Task directions:
Extract exactly those lines that lie between the start of the material and the line with "else if link.starts_with('/')", including both boundary lines and no others.

------------------------------

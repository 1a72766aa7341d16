//! HTTP relay client
//!
//! Talks JSON to a relay exposing Safe-transaction-service style routes.

use crate::core::{Address, Endorsement, TransactionProposal};
use crate::crypto::{ShortHex, TxHash};
use crate::relay::wire::{ConfirmRequest, MultisigTransactionResponse, Page, ProposeRequest};
use crate::relay::{ProposalRecord, RecordOutcome, RelayClient, RelayError};
use async_trait::async_trait;
use reqwest::{Client, StatusCode};
use serde::de::DeserializeOwned;
use serde::Serialize;
use std::time::Duration;

/// Upper bound on pages followed for one listing
const MAX_PAGES: usize = 100;

/// Client for a relay reachable over HTTP(S)
pub struct HttpRelayClient {
    client: Client,
    base_url: String,
    chain_id: u64,
}

impl HttpRelayClient {
    /// Create a client; `chain_id` is used to rebuild fetched proposals
    pub fn new(endpoint: &str, chain_id: u64, timeout: Duration) -> Result<Self, RelayError> {
        let client = Client::builder()
            .timeout(timeout)
            .build()
            .map_err(|e| RelayError::Unavailable(e.to_string()))?;

        Ok(Self {
            client,
            base_url: endpoint.trim_end_matches('/').to_string(),
            chain_id,
        })
    }

    pub fn base_url(&self) -> &str {
        &self.base_url
    }

    async fn get<T: DeserializeOwned>(&self, path: &str) -> Result<T, HttpFailure> {
        self.get_url(&format!("{}{}", self.base_url, path)).await
    }

    async fn get_url<T: DeserializeOwned>(&self, url: &str) -> Result<T, HttpFailure> {
        log::debug!("GET {}", url);
        let response = self.client.get(url).send().await.map_err(transport)?;
        handle_response(response).await
    }

    /// `next` links are absolute on the hosted service; accept paths too
    fn resolve_link(&self, link: &str) -> String {
        if link.starts_with("http://") || link.starts_with("https://") {
            link.to_string()
        } else if link.starts_with('/') {
            format!("{}{}", self.base_url, link)
        } else {
            format!("{}/{}", self.base_url, link)
        }
    }

    async fn post<B: Serialize, T: DeserializeOwned>(
        &self,
        path: &str,
        body: &B,
    ) -> Result<T, HttpFailure> {
        let url = format!("{}{}", self.base_url, path);
        log::debug!("POST {}", url);
        let response = self
            .client
            .post(&url)
            .json(body)
            .send()
            .await
            .map_err(transport)?;
        handle_response(response).await
    }

    fn decode_record(&self, response: MultisigTransactionResponse) -> Result<ProposalRecord, RelayError> {
        response
            .into_record(self.chain_id)
            .map_err(|e| RelayError::Rejected(format!("malformed relay response: {}", e)))
    }
}

/// A failed HTTP exchange before it is given domain meaning
#[derive(Debug)]
enum HttpFailure {
    Transport(String),
    Status { status: StatusCode, message: String },
    Decode(String),
}

impl HttpFailure {
    /// Map to a relay error; `hash` names the record a 404 refers to
    fn into_relay_error(self, hash: Option<TxHash>) -> RelayError {
        match self {
            HttpFailure::Transport(message) => RelayError::Unavailable(message),
            HttpFailure::Decode(message) => {
                RelayError::Rejected(format!("malformed relay response: {}", message))
            }
            HttpFailure::Status { status, message } => {
                let detail = format!("HTTP {}: {}", status.as_u16(), message);
                match hash {
                    Some(hash) if status == StatusCode::NOT_FOUND => {
                        RelayError::UnknownProposal(hash)
                    }
                    _ if status.is_server_error()
                        || status == StatusCode::REQUEST_TIMEOUT
                        || status == StatusCode::TOO_MANY_REQUESTS =>
                    {
                        RelayError::Unavailable(detail)
                    }
                    _ => RelayError::Rejected(detail),
                }
            }
        }
    }
}

fn transport(e: reqwest::Error) -> HttpFailure {
    HttpFailure::Transport(e.to_string())
}

async fn handle_response<T: DeserializeOwned>(response: reqwest::Response) -> Result<T, HttpFailure> {
    let status = response.status();

    if status.is_success() {
        let body = response.bytes().await.map_err(transport)?;
        // Some endpoints answer 201/204 with an empty body
        let body: &[u8] = if body.is_empty() { b"null" } else { &body };
        serde_json::from_slice(body).map_err(|e| HttpFailure::Decode(e.to_string()))
    } else {
        let message = response.text().await.unwrap_or_default();
        Err(HttpFailure::Status { status, message })
    }
}

#[async_trait]
impl RelayClient for HttpRelayClient {
    async fn propose(
        &self,
        proposal: &TransactionProposal,
        endorsement: &Endorsement,
    ) -> Result<TxHash, RelayError> {
        let path = format!(
            "/api/v1/safes/{}/multisig-transactions/",
            proposal.account.to_checksum(None)
        );
        let body = ProposeRequest::new(proposal, endorsement);

        match self.post::<_, serde_json::Value>(&path, &body).await {
            Ok(_) => Ok(proposal.hash),
            Err(HttpFailure::Status { status, message })
                if status == StatusCode::CONFLICT || status == StatusCode::UNPROCESSABLE_ENTITY =>
            {
                // Already known: success only if the stored proposal is ours
                log::debug!("Relay refused propose ({}): {}", status.as_u16(), message);
                let existing = self.fetch(&proposal.hash).await.map_err(|e| match e {
                    RelayError::UnknownProposal(_) => {
                        RelayError::Rejected(format!("HTTP {}: {}", status.as_u16(), message))
                    }
                    other => other,
                })?;
                if existing.proposal != *proposal {
                    return Err(RelayError::Conflict(proposal.hash));
                }
                if !existing.has_endorsed(&endorsement.signer) {
                    self.confirm(&proposal.hash, endorsement).await?;
                }
                Ok(proposal.hash)
            }
            Err(failure) => Err(failure.into_relay_error(None)),
        }
    }

    async fn fetch(&self, hash: &TxHash) -> Result<ProposalRecord, RelayError> {
        let path = format!("/api/v1/multisig-transactions/{}/", hash);
        let response: MultisigTransactionResponse = self
            .get(&path)
            .await
            .map_err(|f| f.into_relay_error(Some(*hash)))?;
        self.decode_record(response)
    }

    async fn confirm(&self, hash: &TxHash, endorsement: &Endorsement) -> Result<(), RelayError> {
        let path = format!("/api/v1/multisig-transactions/{}/confirmations/", hash);
        let body = ConfirmRequest {
            signature: endorsement.signature,
        };
        self.post::<_, serde_json::Value>(&path, &body)
            .await
            .map_err(|f| f.into_relay_error(Some(*hash)))?;
        Ok(())
    }

    async fn list_pending(&self, account: &Address) -> Result<Vec<ProposalRecord>, RelayError> {
        let mut url = format!(
            "{}/api/v1/safes/{}/multisig-transactions/?executed=false",
            self.base_url,
            account.to_checksum(None)
        );
        let mut responses = Vec::new();
        let mut pages = 0;
        loop {
            if pages == MAX_PAGES {
                return Err(RelayError::Rejected(format!(
                    "pending list of {} spans more than {} pages",
                    account, MAX_PAGES
                )));
            }
            let page: Page<MultisigTransactionResponse> =
                self.get_url(&url).await.map_err(|f| f.into_relay_error(None))?;
            pages += 1;
            responses.extend(page.results);
            match page.next {
                Some(next) => url = self.resolve_link(&next),
                None => break,
            }
        }
        log::debug!("Read {} pending records over {} pages", responses.len(), pages);

        let mut records = responses
            .into_iter()
            .map(|r| self.decode_record(r))
            .collect::<Result<Vec<_>, _>>()?;
        records.retain(|r| r.is_pending());
        records.sort_by(|a, b| {
            a.proposal
                .nonce
                .cmp(&b.proposal.nonce)
                .then(a.submitted_at.cmp(&b.submitted_at))
        });
        Ok(records)
    }

    async fn record_outcome(&self, hash: &TxHash, outcome: RecordOutcome) -> Result<(), RelayError> {
        // The hosted service indexes executions from the chain itself
        log::debug!("Not reporting outcome of {} to relay: {:?}", hash.short(), outcome);
        Ok(())
    }
}
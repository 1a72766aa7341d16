//! Bounded retries with timeouts and cancellation

use crate::coordinator::config::RetryPolicy;
use crate::coordinator::error::CoordinatorError;
use crate::core::Address;
use rand::Rng;
use std::future::Future;
use std::time::Duration;
use tokio::time::{sleep, timeout};
use tokio_util::sync::CancellationToken;

/// Which collaborator a call goes to; decides what a timeout turns into
#[derive(Debug, Clone, Copy, PartialEq, Eq)]
pub enum Call {
    Relay,
    Account,
    Signer(Address),
}

impl Call {
    fn timed_out(self, after: Duration) -> CoordinatorError {
        let detail = format!("no response after {:?}", after);
        match self {
            Call::Relay => CoordinatorError::RelayUnavailable(detail),
            Call::Account => CoordinatorError::ExecutionUnavailable(detail),
            Call::Signer(signer) => CoordinatorError::SignerUnavailable {
                signer,
                reason: detail,
            },
        }
    }
}

/// Runs calls under one retry policy, timeout and cancellation token
pub struct Retrier<'a> {
    policy: &'a RetryPolicy,
    call_timeout: Duration,
    cancel: &'a CancellationToken,
}

impl<'a> Retrier<'a> {
    pub fn new(policy: &'a RetryPolicy, call_timeout: Duration, cancel: &'a CancellationToken) -> Self {
        Self {
            policy,
            call_timeout,
            cancel,
        }
    }

    /// Run `op` until it succeeds, fails permanently or attempts run out
    pub async fn run<T, E, F, Fut>(&self, call: Call, what: &str, mut op: F) -> Result<T, CoordinatorError>
    where
        F: FnMut() -> Fut,
        Fut: Future<Output = Result<T, E>>,
        E: Into<CoordinatorError>,
    {
        let attempts = self.policy.max_attempts.max(1);
        let mut attempt = 1;

        loop {
            let err = match self.once(call, op()).await {
                Ok(value) => return Ok(value),
                Err(err) => err,
            };

            if !err.is_transient() {
                return Err(err);
            }
            if attempt >= attempts {
                log::warn!("{} failed after {} attempts: {}", what, attempts, err);
                return Err(err);
            }

            let delay = self.delay(attempt);
            log::warn!(
                "{} failed (attempt {}/{}): {}; retrying in {:?}",
                what,
                attempt,
                attempts,
                err,
                delay
            );
            self.pause(delay).await?;
            attempt += 1;
        }
    }

    /// A single attempt bounded by the call timeout
    pub async fn once<T, E, Fut>(&self, call: Call, fut: Fut) -> Result<T, CoordinatorError>
    where
        Fut: Future<Output = Result<T, E>>,
        E: Into<CoordinatorError>,
    {
        tokio::select! {
            biased;
            _ = self.cancel.cancelled() => Err(CoordinatorError::Cancelled),
            result = timeout(self.call_timeout, fut) => match result {
                Ok(result) => result.map_err(Into::into),
                Err(_) => Err(call.timed_out(self.call_timeout)),
            },
        }
    }

    /// Sleep unless cancelled first
    pub async fn pause(&self, delay: Duration) -> Result<(), CoordinatorError> {
        tokio::select! {
            biased;
            _ = self.cancel.cancelled() => Err(CoordinatorError::Cancelled),
            _ = sleep(delay) => Ok(()),
        }
    }

    pub fn check_cancelled(&self) -> Result<(), CoordinatorError> {
        if self.cancel.is_cancelled() {
            return Err(CoordinatorError::Cancelled);
        }
        Ok(())
    }

    /// Backoff before retry number `retry`, jittered if configured
    pub fn delay(&self, retry: u32) -> Duration {
        let cap = self.policy.backoff(retry);
        if !self.policy.jitter || cap.is_zero() {
            return cap;
        }
        let ms = cap.as_millis() as u64;
        Duration::from_millis(rand::thread_rng().gen_range(ms / 2..=ms))
    }

    pub fn max_attempts(&self) -> u32 {
        self.policy.max_attempts.max(1)
    }
}

#[cfg(test)]
mod tests {
    use super::*;
    use crate::relay::RelayError;
    use std::sync::atomic::{AtomicU32, Ordering};

    fn fast_policy(max_attempts: u32) -> RetryPolicy {
        RetryPolicy {
            max_attempts,
            initial_backoff_ms: 1,
            max_backoff_ms: 2,
            jitter: true,
        }
    }

    #[tokio::test]
    async fn test_retries_transient_until_success() {
        let policy = fast_policy(4);
        let cancel = CancellationToken::new();
        let retrier = Retrier::new(&policy, Duration::from_secs(1), &cancel);
        let counter = AtomicU32::new(0);
        let calls = &counter;

        let result = retrier
            .run(Call::Relay, "fetch", move || async move {
                if calls.fetch_add(1, Ordering::SeqCst) < 2 {
                    Err(RelayError::Unavailable("503".into()))
                } else {
                    Ok(7)
                }
            })
            .await;

        assert_eq!(result, Ok(7));
        assert_eq!(counter.load(Ordering::SeqCst), 3);
    }

    #[tokio::test]
    async fn test_permanent_errors_are_not_retried() {
        let policy = fast_policy(4);
        let cancel = CancellationToken::new();
        let retrier = Retrier::new(&policy, Duration::from_secs(1), &cancel);
        let counter = AtomicU32::new(0);
        let calls = &counter;

        let result: Result<(), _> = retrier
            .run(Call::Relay, "confirm", move || async move {
                calls.fetch_add(1, Ordering::SeqCst);
                Err(RelayError::Rejected("mismatched endorsement".into()))
            })
            .await;

        assert!(matches!(result, Err(CoordinatorError::RelayRejected(_))));
        assert_eq!(counter.load(Ordering::SeqCst), 1);
    }

    #[tokio::test]
    async fn test_attempts_are_bounded() {
        let policy = fast_policy(3);
        let cancel = CancellationToken::new();
        let retrier = Retrier::new(&policy, Duration::from_secs(1), &cancel);
        let counter = AtomicU32::new(0);
        let calls = &counter;

        let result: Result<(), _> = retrier
            .run(Call::Relay, "propose", move || async move {
                calls.fetch_add(1, Ordering::SeqCst);
                Err(RelayError::Unavailable("connection refused".into()))
            })
            .await;

        assert_eq!(
            result,
            Err(CoordinatorError::RelayUnavailable("connection refused".into()))
        );
        assert_eq!(counter.load(Ordering::SeqCst), 3);
    }

    #[tokio::test]
    async fn test_timeout_is_transient() {
        let policy = fast_policy(2);
        let cancel = CancellationToken::new();
        let retrier = Retrier::new(&policy, Duration::from_millis(10), &cancel);
        let signer = Address::repeat_byte(4);

        let result: Result<(), CoordinatorError> = retrier
            .run(Call::Signer(signer), "sign", || async {
                sleep(Duration::from_secs(5)).await;
                Ok::<(), CoordinatorError>(())
            })
            .await;

        let err = result.unwrap_err();
        assert!(err.is_transient());
        assert!(matches!(err, CoordinatorError::SignerUnavailable { signer: s, .. } if s == signer));
    }

    #[tokio::test]
    async fn test_cancellation() {
        let policy = fast_policy(2);
        let cancel = CancellationToken::new();
        let retrier = Retrier::new(&policy, Duration::from_secs(5), &cancel);

        let token = cancel.clone();
        tokio::spawn(async move {
            sleep(Duration::from_millis(10)).await;
            token.cancel();
        });

        let result: Result<(), CoordinatorError> = retrier
            .run(Call::Relay, "fetch", || async {
                sleep(Duration::from_secs(5)).await;
                Ok::<(), CoordinatorError>(())
            })
            .await;
        assert_eq!(result, Err(CoordinatorError::Cancelled));
        assert_eq!(retrier.check_cancelled(), Err(CoordinatorError::Cancelled));
    }

    #[test]
    fn test_jittered_delay_within_bounds() {
        let policy = RetryPolicy {
            initial_backoff_ms: 100,
            max_backoff_ms: 400,
            ..Default::default()
        };
        let cancel = CancellationToken::new();
        let retrier = Retrier::new(&policy, Duration::from_secs(1), &cancel);
        for retry in 1..6 {
            let delay = retrier.delay(retry);
            let cap = policy.backoff(retry);
            assert!(delay <= cap && delay >= cap / 2);
        }
    }
}
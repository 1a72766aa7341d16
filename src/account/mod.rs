//! Multisig account view
//!
//! Read access to a multisig account's signer set, threshold and nonce, the
//! acceptance rule for a proposal plus its endorsements, and execution.
//!
//! # Example
//!
//! ```ignore
//! use multisig_coordinator::account::{AccountState, InMemoryLedger, MultisigAccountView};
//!
//! // Register a 2-of-3 account at nonce 5
//! let ledger = InMemoryLedger::new();
//! ledger.register(account, AccountState::new(vec![a, b, c], 2, 5)?).await?;
//!
//! // Check a proposal and its endorsements
//! let validity = ledger.validate(&proposal, &endorsements).await?;
//! ```

pub mod memory;
pub mod rules;

use crate::core::{Address, Endorsement, TransactionProposal};
use crate::crypto::TxHash;
use async_trait::async_trait;
use chrono::{DateTime, Utc};
use serde::{Deserialize, Serialize};
use std::collections::BTreeSet;
use std::fmt;
use thiserror::Error;

pub use memory::InMemoryLedger;
pub use rules::{counted_signers, evaluate, packed_signatures};

/// Errors in account configuration
#[derive(Error, Debug, Clone, PartialEq, Eq)]
pub enum AccountError {
    #[error("Invalid threshold: {0}")]
    InvalidThreshold(String),
    #[error("Account needs at least one signer")]
    NoSigners,
    #[error("Duplicate signer: {0}")]
    DuplicateSigner(Address),
    #[error("Not a signer: {0}")]
    UnknownSigner(Address),
    #[error("Account not found: {0}")]
    UnknownAccount(Address),
    #[error("Account already registered: {0}")]
    AccountExists(Address),
}

/// Errors from the execution layer
#[derive(Error, Debug, Clone, PartialEq, Eq)]
pub enum ExecutionError {
    /// The execution layer refused the transaction
    #[error("Execution reverted: {0}")]
    Reverted(String),
    /// The execution layer could not be reached; the call may be retried
    #[error("Execution layer unavailable: {0}")]
    Unavailable(String),
    #[error("Account not found: {0}")]
    UnknownAccount(Address),
}

impl ExecutionError {
    pub fn is_transient(&self) -> bool {
        matches!(self, ExecutionError::Unavailable(_))
    }
}

/// Signer set, threshold and nonce of an account at one point in time
#[derive(Clone, Debug, PartialEq, Eq, Serialize, Deserialize)]
pub struct AccountState {
    pub signers: BTreeSet<Address>,
    pub threshold: u32,
    pub nonce: u64,
}

impl AccountState {
    /// Create a validated account state
    ///
    /// # Errors
    /// Returns error if the signer list is empty or has duplicates, or if the
    /// threshold is outside `1..=signers.len()`
    pub fn new(signers: Vec<Address>, threshold: u32, nonce: u64) -> Result<Self, AccountError> {
        if signers.is_empty() {
            return Err(AccountError::NoSigners);
        }

        let mut set = BTreeSet::new();
        for signer in signers {
            if !set.insert(signer) {
                return Err(AccountError::DuplicateSigner(signer));
            }
        }

        let state = Self {
            signers: set,
            threshold,
            nonce,
        };
        state.check_threshold()?;
        Ok(state)
    }

    pub(crate) fn check_threshold(&self) -> Result<(), AccountError> {
        if self.threshold == 0 {
            return Err(AccountError::InvalidThreshold(
                "threshold must be at least 1".to_string(),
            ));
        }
        if self.threshold as usize > self.signers.len() {
            return Err(AccountError::InvalidThreshold(format!(
                "threshold {} exceeds signer count {}",
                self.threshold,
                self.signers.len()
            )));
        }
        Ok(())
    }

    pub fn is_signer(&self, address: &Address) -> bool {
        self.signers.contains(address)
    }

    pub fn signer_count(&self) -> usize {
        self.signers.len()
    }
}

/// Outcome of the acceptance rule
#[derive(Clone, Debug, PartialEq, Eq, Serialize, Deserialize)]
#[serde(tag = "kind", rename_all = "snake_case")]
pub enum Validity {
    Valid,
    /// The account already moved past this nonce; the proposal can never execute
    StaleNonce { proposal: u64, current: u64 },
    /// Earlier nonces must execute first
    FutureNonce { proposal: u64, current: u64 },
    InsufficientEndorsements { have: usize, need: u32 },
}

impl Validity {
    pub fn is_valid(&self) -> bool {
        matches!(self, Validity::Valid)
    }

    pub fn is_stale(&self) -> bool {
        matches!(self, Validity::StaleNonce { .. })
    }
}

impl fmt::Display for Validity {
    fn fmt(&self, f: &mut fmt::Formatter<'_>) -> fmt::Result {
        match self {
            Validity::Valid => write!(f, "valid"),
            Validity::StaleNonce { proposal, current } => {
                write!(f, "stale nonce {} (account at {})", proposal, current)
            }
            Validity::FutureNonce { proposal, current } => {
                write!(f, "future nonce {} (account at {})", proposal, current)
            }
            Validity::InsufficientEndorsements { have, need } => {
                write!(f, "{} of {} endorsements", have, need)
            }
        }
    }
}

/// Proof that a proposal executed
#[derive(Clone, Debug, PartialEq, Eq, Serialize, Deserialize)]
pub struct ExecutionReceipt {
    /// Identifier assigned by the execution layer
    pub receipt_id: String,
    pub proposal_hash: TxHash,
    pub account: Address,
    /// Nonce consumed by the execution
    pub nonce: u64,
    pub executed_at: DateTime<Utc>,
}

/// Access to the on-chain side of a multisig account
#[async_trait]
pub trait MultisigAccountView: Send + Sync {
    /// Read signer set, threshold and nonce; never cached
    async fn current_state(&self, account: &Address) -> Result<AccountState, ExecutionError>;

    /// Apply the acceptance rule against the current state
    async fn validate(
        &self,
        proposal: &TransactionProposal,
        endorsements: &[Endorsement],
    ) -> Result<Validity, ExecutionError> {
        let state = self.current_state(&proposal.account).await?;
        Ok(evaluate(&state, proposal, endorsements))
    }

    async fn is_valid(
        &self,
        proposal: &TransactionProposal,
        endorsements: &[Endorsement],
    ) -> Result<bool, ExecutionError> {
        Ok(self.validate(proposal, endorsements).await?.is_valid())
    }

    /// Submit for execution; consumes the account nonce on success
    async fn execute(
        &self,
        proposal: &TransactionProposal,
        endorsements: &[Endorsement],
    ) -> Result<ExecutionReceipt, ExecutionError>;

    /// Look up a past execution of `hash` on `account`
    async fn find_execution(
        &self,
        account: &Address,
        hash: &TxHash,
    ) -> Result<Option<ExecutionReceipt>, ExecutionError>;
}

#[cfg(test)]
mod tests {
    use super::*;

    fn addr(byte: u8) -> Address {
        Address::repeat_byte(byte)
    }

    #[test]
    fn test_account_state_validation() {
        let state = AccountState::new(vec![addr(1), addr(2), addr(3)], 2, 5).unwrap();
        assert_eq!(state.signer_count(), 3);
        assert!(state.is_signer(&addr(2)));
        assert!(!state.is_signer(&addr(4)));

        assert_eq!(AccountState::new(vec![], 1, 0), Err(AccountError::NoSigners));
        assert!(matches!(
            AccountState::new(vec![addr(1), addr(2)], 0, 0),
            Err(AccountError::InvalidThreshold(_))
        ));
        assert!(matches!(
            AccountState::new(vec![addr(1), addr(2)], 3, 0),
            Err(AccountError::InvalidThreshold(_))
        ));
        assert_eq!(
            AccountState::new(vec![addr(1), addr(1)], 1, 0),
            Err(AccountError::DuplicateSigner(addr(1)))
        );
    }

    #[test]
    fn test_single_signer_account() {
        let state = AccountState::new(vec![addr(7)], 1, 0).unwrap();
        assert_eq!(state.threshold, 1);
    }

    #[test]
    fn test_validity_display() {
        assert_eq!(
            Validity::InsufficientEndorsements { have: 1, need: 2 }.to_string(),
            "1 of 2 endorsements"
        );
        assert!(Validity::StaleNonce {
            proposal: 4,
            current: 5
        }
        .is_stale());
    }
}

------------------------------

Response area:
repository 1a72766aa7341d16
//! HTTP relay client
//!
//! Talks JSON to a relay exposing Safe-transaction-service style routes.

use crate::core::{Address, Endorsement, TransactionProposal};
use crate::crypto::{ShortHex, TxHash};
use crate::relay::wire::{ConfirmRequest, MultisigTransactionResponse, Page, ProposeRequest};
use crate::relay::{ProposalRecord, RecordOutcome, RelayClient, RelayError};
use async_trait::async_trait;
use reqwest::{Client, StatusCode};
use serde::de::DeserializeOwned;
use serde::Serialize;
use std::time::Duration;

/// Upper bound on pages followed for one listing
const MAX_PAGES: usize = 100;

/// Client for a relay reachable over HTTP(S)
pub struct HttpRelayClient {
    client: Client,
    base_url: String,
    chain_id: u64,
}

impl HttpRelayClient {
    /// Create a client; `chain_id` is used to rebuild fetched proposals
    pub fn new(endpoint: &str, chain_id: u64, timeout: Duration) -> Result<Self, RelayError> {
        let client = Client::builder()
            .timeout(timeout)
            .build()
            .map_err(|e| RelayError::Unavailable(e.to_string()))?;

        Ok(Self {
            client,
            base_url: endpoint.trim_end_matches('/').to_string(),
            chain_id,
        })
    }

    pub fn base_url(&self) -> &str {
        &self.base_url
    }

    async fn get<T: DeserializeOwned>(&self, path: &str) -> Result<T, HttpFailure> {
        self.get_url(&format!("{}{}", self.base_url, path)).await
    }

    async fn get_url<T: DeserializeOwned>(&self, url: &str) -> Result<T, HttpFailure> {
        log::debug!("GET {}", url);
        let response = self.client.get(url).send().await.map_err(transport)?;
        handle_response(response).await
    }

    /// `next` links are absolute on the hosted service; accept paths too
    fn resolve_link(&self, link: &str) -> String {
        if link.starts_with("http://") || link.starts_with("https://") {
            link.to_string()
        } else if link.starts_with('/') {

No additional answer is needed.